§ **DATA TO EXAMINE**:
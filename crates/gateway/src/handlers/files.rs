//! Direct bucket access for deposition buckets

use axum::{
    body::Bytes,
    extract::{Path, State},
    http::{HeaderMap, StatusCode},
    response::Response,
    Json,
};
use serde_json::Value;
use uuid::Uuid;

use super::{actor, file_response};
use crate::AppState;
use zenodo_common::{deposit::file_entry, errors::Result, AuthContext};

pub async fn list(
    State(state): State<AppState>,
    auth: AuthContext,
    headers: HeaderMap,
    Path(bucket_id): Path<Uuid>,
) -> Result<Json<Vec<Value>>> {
    let deposit = state.deposits.get_by_bucket(&actor(&auth, &headers), bucket_id).await?;
    let files = state.deposits.list_files(&deposit).await?;
    let site = &state.services.config.site;
    Ok(Json(files.iter().map(|f| file_entry(site, f)).collect()))
}

pub async fn download(
    State(state): State<AppState>,
    auth: AuthContext,
    headers: HeaderMap,
    Path((bucket_id, key)): Path<(Uuid, String)>,
) -> Result<Response> {
    state.deposits.get_by_bucket(&actor(&auth, &headers), bucket_id).await?;
    let (_, data) = state
        .services
        .storage
        .open(state.services.db.read(), bucket_id, &key)
        .await?;
    Ok(file_response(&key, data))
}

/// Store the raw body under `key`
pub async fn upload(
    State(state): State<AppState>,
    auth: AuthContext,
    headers: HeaderMap,
    Path((bucket_id, key)): Path<(Uuid, String)>,
    body: Bytes,
) -> Result<Json<Value>> {
    let actor = actor(&auth, &headers);
    let deposit = state.deposits.get_by_bucket(&actor, bucket_id).await?;
    let file = state.deposits.add_file(&actor, deposit.depid, &key, &body).await?;
    Ok(Json(file_entry(&state.services.config.site, &file)))
}

pub async fn delete(
    State(state): State<AppState>,
    auth: AuthContext,
    headers: HeaderMap,
    Path((bucket_id, key)): Path<(Uuid, String)>,
) -> Result<StatusCode> {
    let actor = actor(&auth, &headers);
    let deposit = state.deposits.get_by_bucket(&actor, bucket_id).await?;
    state.deposits.remove_file(&actor, deposit.depid, &key).await?;
    Ok(StatusCode::NO_CONTENT)
}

§ **WHAT YOU ARE ASKED TO DO**:
What is wanted is a copy of every line in the listing that includes the word "Result".

§ **FINAL ANSWER**:
use zenodo_common::{deposit::file_entry, errors::Result, AuthContext};
) -> Result<Json<Vec<Value>>> {
) -> Result<Response> {
) -> Result<Json<Value>> {
) -> Result<StatusCode> {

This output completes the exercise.